Bad Food Habits: Killing Health in More Ways than One?

A friend recently opined that there was a case for a meat tax (particularly red) to help mitigate climate change. Taxes are imposed to discourage consumption, such as hefty taxes for smoking and alcohol consumption. If done right, taxes can be cost effective. This made me decide to go read more whether there could be a case for it.

There might be two good reasons to look at a meat tax. First, it costs the Earth far more to produce one unit of meat than the same unit of plant food. (All data used for the comparison is courtesy of the Guardian) Using freshwater consumption as an example, vegetables would require 322 litres/kg, fruit would require 962 litres/kg, whereas white meat like chicken require 4,325 litres/kg and at the extreme end, beef required more than 15,000 litres/kg! From a resource angle, it is more resource-efficient to produce vegetables than meat. This can be understood when one looks at energy efficiency. Animals are generally inefficient in terms of energy conversion. Because animals move, their respiration expends more energy, which makes them more inefficient. Cows are a particularly inefficient one.

There is a second reason why we may want to look into red meat taxes. Red meat is correlated with a variety of health problems. From a health policy angle, there is also a case to try to nudge people towards healthier options, such as substituting red meats for white meat equivalent, or cutting out on excess processed food in general.

The typical Asian diet differs somewhat from the Western diet vis a vis red meat consumption, so the “meat tax” argument might hit Asian countries less hard for equivalent amount of punitive measures. This made me read up about our hawker favourites, and think about our own dietary habits in Singapore. The signs are not encouraging. We have three problems going for us:

  • Frequent snacking and consumption of processed food items. These can include processed red meats (terrible) and snacks high in preservatives such as salt (terrible)
  • Eating hawker food and finishing up everything. Almost all the hawker favourites were high in sodium (terrible). Many of them also did not look like balanced diets, most of which were devoid of vegetables.
  • Binge-eating on special occasions. A typical Chinese multi-course meal would contain the following (rough order): appetisers, soup, chicken, prawn, pork, fish, vegetable, dessert. This is a carbohydrate and protein overload. Not good if one eats like this daily.

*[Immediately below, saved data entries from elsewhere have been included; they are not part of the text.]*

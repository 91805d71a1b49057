//! Periodic policy-compliance scan.
//!
//! Each cycle lists the agreements known to the negotiation subsystem, re-evaluates
//! the time-interval constraints of every agreement that still carries live
//! entitlements, and retires the agreements that violate one. Retirement goes through
//! the same [`RetirementService::retire`] path as manual retirement, so a repeated
//! violation never produces a second record or notification.

use std::collections::{BTreeMap, BTreeSet};
use std::sync::atomic::{AtomicBool, AtomicU64, Ordering};
use std::sync::{Arc, Mutex, PoisonError};
use std::time::Duration;

use agreement_retirement_api::RetirementService;
use agreement_retirement_core::{
    AgreementStatus, MonitoredAgreementView, ReasonCode, RetirementError, RetirementOutcome,
    ViolationKind, POLICY_MONITOR_ACTOR,
};
use serde::{Deserialize, Serialize};
use time::OffsetDateTime;
use tokio::time::MissedTickBehavior;

mod source;
mod token;

pub use source::{AgreementSource, HttpAgreementSource, StaticAgreementSource};
pub use token::CancellationToken;

pub const DEFAULT_SCAN_INTERVAL: Duration = Duration::from_secs(60);

#[derive(Debug, Clone, Copy, PartialEq, Eq)]
pub struct MonitorConfig {
    pub interval: Duration,
    pub source_timeout: Duration,
    pub store_timeout: Duration,
}

impl Default for MonitorConfig {
    fn default() -> Self {
        Self {
            interval: DEFAULT_SCAN_INTERVAL,
            source_timeout: Duration::from_secs(10),
            store_timeout: Duration::from_secs(5),
        }
    }
}

#[derive(Debug, Clone, Copy, Serialize, Deserialize, Eq, PartialEq)]
#[serde(rename_all = "snake_case")]
pub enum WatchState {
    Watching,
    Violated,
    Retired,
}

#[derive(Debug, Clone, Serialize, Deserialize, Eq, PartialEq)]
pub struct WatchEntry {
    pub agreement_id: String,
    pub status: AgreementStatus,
    pub state: WatchState,
    pub constraint_id: Option<String>,
    pub violation: Option<ViolationKind>,
    #[serde(with = "time::serde::rfc3339")]
    pub last_evaluated_at: OffsetDateTime,
}

#[derive(Debug, Clone, Default, Serialize, Deserialize, Eq, PartialEq)]
pub struct ScanReport {
    #[serde(with = "time::serde::rfc3339::option")]
    pub started_at: Option<OffsetDateTime>,
    #[serde(with = "time::serde::rfc3339::option")]
    pub finished_at: Option<OffsetDateTime>,
    pub listed: usize,
    pub evaluated: usize,
    pub violations: usize,
    pub retired: usize,
    pub already_retired: usize,
    pub failures: usize,
    pub removed: usize,
    pub cancelled: bool,
}

#[derive(Debug, Clone, Serialize, Deserialize, Eq, PartialEq)]
#[serde(tag = "outcome", rename_all = "snake_case")]
pub enum ScanOutcome {
    Completed { report: ScanReport },
    SkippedBusy,
}

#[derive(Debug, Clone, Serialize, Deserialize, Eq, PartialEq)]
pub struct MonitorStatus {
    pub cycles: u64,
    pub skipped_busy: u64,
    pub aborted: u64,
    pub last_report: Option<ScanReport>,
    pub last_error: Option<String>,
    pub watch: Vec<WatchEntry>,
}

struct BusyGuard<'a>(&'a AtomicBool);

impl Drop for BusyGuard<'_> {
    fn drop(&mut self) {
        self.0.store(false, Ordering::Release);
    }
}

pub struct PolicyComplianceMonitor {
    service: Arc<RetirementService>,
    source: Arc<dyn AgreementSource>,
    config: MonitorConfig,
    busy: AtomicBool,
    cycles: AtomicU64,
    skipped_busy: AtomicU64,
    aborted: AtomicU64,
    watch: Mutex<BTreeMap<String, WatchEntry>>,
    last_report: Mutex<Option<ScanReport>>,
    last_error: Mutex<Option<String>>,
}

impl PolicyComplianceMonitor {
    #[must_use]
    pub fn new(
        service: Arc<RetirementService>,
        source: Arc<dyn AgreementSource>,
        config: MonitorConfig,
    ) -> Self {
        Self {
            service,
            source,
            config,
            busy: AtomicBool::new(false),
            cycles: AtomicU64::new(0),
            skipped_busy: AtomicU64::new(0),
            aborted: AtomicU64::new(0),
            watch: Mutex::new(BTreeMap::new()),
            last_report: Mutex::new(None),
            last_error: Mutex::new(None),
        }
    }

    #[must_use]
    pub fn config(&self) -> MonitorConfig {
        self.config
    }

    #[must_use]
    pub fn status(&self) -> MonitorStatus {
        MonitorStatus {
            cycles: self.cycles.load(Ordering::Relaxed),
            skipped_busy: self.skipped_busy.load(Ordering::Relaxed),
            aborted: self.aborted.load(Ordering::Relaxed),
            last_report: self.last_report.lock().unwrap_or_else(PoisonError::into_inner).clone(),
            last_error: self.last_error.lock().unwrap_or_else(PoisonError::into_inner).clone(),
            watch: self.watch.lock().unwrap_or_else(PoisonError::into_inner).values().cloned().collect(),
        }
    }

    /// Run scans every `config.interval` until `token` is cancelled. The first scan
    /// starts immediately; ticks missed while a scan runs are skipped.
    pub async fn run(self: Arc<Self>, token: CancellationToken) {
        let mut ticker = tokio::time::interval(self.config.interval);
        ticker.set_missed_tick_behavior(MissedTickBehavior::Skip);
        tracing::info!(interval = ?self.config.interval, "policy monitor started");

        loop {
            tokio::select! {
                () = token.cancelled() => break,
                _ = ticker.tick() => {
                    match self.scan_once(&token).await {
                        Ok(ScanOutcome::Completed { report }) => tracing::info!(
                            listed = report.listed,
                            evaluated = report.evaluated,
                            violations = report.violations,
                            retired = report.retired,
                            failures = report.failures,
                            cancelled = report.cancelled,
                            "policy scan finished"
                        ),
                        Ok(ScanOutcome::SkippedBusy) => {
                            tracing::debug!("policy scan skipped; previous scan still running");
                        }
                        Err(err) => tracing::warn!(error = %err, "policy scan aborted"),
                    }
                }
            }
        }

        tracing::info!("policy monitor stopped");
    }

    /// Run one scan cycle.
    ///
    /// # Errors
    /// Returns [`RetirementError::ExternalDependencyUnavailable`] when the agreement
    /// source fails or times out; the cycle is abandoned without touching the watch table.
    pub async fn scan_once(&self, token: &CancellationToken) -> Result<ScanOutcome, RetirementError> {
        if self.busy.compare_exchange(false, true, Ordering::AcqRel, Ordering::Acquire).is_err() {
            self.skipped_busy.fetch_add(1, Ordering::Relaxed);
            return Ok(ScanOutcome::SkippedBusy);
        }
        let _guard = BusyGuard(&self.busy);

        let mut report =
            ScanReport { started_at: Some(self.service.clock().now()), ..ScanReport::default() };

        let agreements = match self.list_agreements().await {
            Ok(agreements) => agreements,
            Err(err) => {
                self.aborted.fetch_add(1, Ordering::Relaxed);
                *self.last_error.lock().unwrap_or_else(PoisonError::into_inner) = Some(err.to_string());
                return Err(err);
            }
        };
        report.listed = agreements.len();

        let mut listed_ids = BTreeSet::new();
        for view in agreements {
            if token.is_cancelled() {
                report.cancelled = true;
                break;
            }
            listed_ids.insert(view.agreement_id.clone());
            self.evaluate(view, &mut report).await;
        }

        if !report.cancelled {
            let mut watch = self.watch.lock().unwrap_or_else(PoisonError::into_inner);
            let before = watch.len();
            watch.retain(|agreement_id, _| listed_ids.contains(agreement_id));
            report.removed += before - watch.len();
        }

        report.finished_at = Some(self.service.clock().now());
        self.cycles.fetch_add(1, Ordering::Relaxed);
        *self.last_report.lock().unwrap_or_else(PoisonError::into_inner) = Some(report.clone());
        *self.last_error.lock().unwrap_or_else(PoisonError::into_inner) = None;
        Ok(ScanOutcome::Completed { report })
    }

    async fn list_agreements(&self) -> Result<Vec<MonitoredAgreementView>, RetirementError> {
        let source = Arc::clone(&self.source);
        let listing = tokio::task::spawn_blocking(move || source.list_agreements());
        match tokio::time::timeout(self.config.source_timeout, listing).await {
            Ok(Ok(result)) => result,
            Ok(Err(join_err)) => Err(RetirementError::ExternalDependencyUnavailable(format!(
                "agreement listing task failed: {join_err}"
            ))),
            Err(_) => Err(RetirementError::ExternalDependencyUnavailable(format!(
                "agreement listing timed out after {} ms",
                self.config.source_timeout.as_millis()
            ))),
        }
    }

    async fn evaluate(&self, view: MonitoredAgreementView, report: &mut ScanReport) {
        if !view.status.is_monitored() {
            if self.remove_entry(&view.agreement_id) {
                report.removed += 1;
            }
            return;
        }
        if view.status == AgreementStatus::Unknown {
            tracing::warn!(
                agreement_id = %view.agreement_id,
                "agreement reported an unrecognised status; evaluating it as active"
            );
        }

        if self.entry_state(&view.agreement_id) == Some(WatchState::Retired) {
            return;
        }

        let now = self.service.clock().now();
        report.evaluated += 1;
        let violated = view.constraints.iter().find_map(|constraint| {
            constraint
                .evaluate(now)
                .violation()
                .map(|violation| (constraint.constraint_id.clone(), violation.clone()))
        });

        let Some((constraint_id, violation)) = violated else {
            self.upsert_entry(&view, WatchState::Watching, None, now);
            return;
        };

        report.violations += 1;
        tracing::info!(
            agreement_id = %view.agreement_id,
            constraint_id = %constraint_id,
            violation = ?violation,
            "policy violation detected"
        );
        self.upsert_entry(&view, WatchState::Violated, Some((constraint_id.clone(), violation)), now);

        match self.retire(&view.agreement_id, &constraint_id).await {
            Ok(outcome) => {
                if outcome.was_new {
                    report.retired += 1;
                } else {
                    report.already_retired += 1;
                }
                self.set_state(&view.agreement_id, WatchState::Retired);
            }
            Err(err) => {
                // Left in `Violated`; the next cycle retries.
                report.failures += 1;
                tracing::warn!(
                    agreement_id = %view.agreement_id,
                    constraint_id = %constraint_id,
                    error = %err,
                    transient = err.is_transient(),
                    "retirement of violating agreement failed"
                );
            }
        }
    }

    async fn retire(&self, agreement_id: &str, constraint_id: &str) -> Result<RetirementOutcome, RetirementError> {
        let service = Arc::clone(&self.service);
        let agreement_id = agreement_id.to_string();
        let reason = ReasonCode::policy_violation_reason(constraint_id);
        let call = tokio::task::spawn_blocking(move || {
            service.retire(&agreement_id, &reason, POLICY_MONITOR_ACTOR)
        });
        match tokio::time::timeout(self.config.store_timeout, call).await {
            Ok(Ok(result)) => result,
            Ok(Err(join_err)) => {
                Err(RetirementError::Persistence(format!("retirement task failed: {join_err}")))
            }
            Err(_) => Err(RetirementError::TransientStoreFailure(format!(
                "retirement timed out after {} ms",
                self.config.store_timeout.as_millis()
            ))),
        }
    }

    fn entry_state(&self, agreement_id: &str) -> Option<WatchState> {
        self.watch.lock().unwrap_or_else(PoisonError::into_inner).get(agreement_id).map(|entry| entry.state)
    }

    fn remove_entry(&self, agreement_id: &str) -> bool {
        self.watch.lock().unwrap_or_else(PoisonError::into_inner).remove(agreement_id).is_some()
    }

    fn set_state(&self, agreement_id: &str, state: WatchState) {
        if let Some(entry) = self.watch.lock().unwrap_or_else(PoisonError::into_inner).get_mut(agreement_id) {
            entry.state = state;
        }
    }

    fn upsert_entry(
        &self,
        view: &MonitoredAgreementView,
        state: WatchState,
        violation: Option<(String, ViolationKind)>,
        now: OffsetDateTime,
    ) {
        let (constraint_id, violation) = violation.unzip();
        self.watch.lock().unwrap_or_else(PoisonError::into_inner).insert(
            view.agreement_id.clone(),
            WatchEntry {
                agreement_id: view.agreement_id.clone(),
                status: view.status,
                state,
                constraint_id,
                violation,
                last_evaluated_at: now,
            },
        );
    }
}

Coming back to a “red meat tax”, it may be sensible to view food consumption from a more holistic angle. Policy-makers can view taxation as a possible move from both an environmental and a health angle. But there are also critics that blunt taxation may simply be not enough; such a tax regime will require difficult conversations on exactly what to impose a tax on. For instance, since we can largely agree processed red meats are bad for health, how should we make the consumer pay for such a negative externality? Tax the product itself, or its constituents such as salt, or the red meat?

While we wait for policy-makers to iron out the complexities of such a tax regime, as individuals, we can try to signal some of these intents. One can see this in a rising trend of availability of tasty vegetarian food options. Individuals are not entirely powerless in solving both a sustainability and a health crisis.

Clearly the thought of a meat tax (and other associated taxes such as salt tax, sugar tax) is compelling. My lack of expertise in both environment and health policy makes it difficult to articulate if it will eventually work out, but I think we need to have this conversation for two important reasons: our Earth is increasingly become unsustainable as our dietary habits shift towards more meat consumption, and our own health is beginning to take a toll on us; it is good news when we read of increasing life expectancy, but terrible once this is accompanied with worsening health. I am not an expert in these fields, so I welcome comments from the experts on these topics.

P.S. (My personal take on food.) I am personally inspired by how the Japanese manage to merge both health and taste into a traditional eating style. One example where these principles are incorporated into Japanese cuisine is teishoku (quite appetising too, don’t you think?). Because of how well-portioned it is, one does not run as much risk of over-eating too! But is my thinking sound for the experts?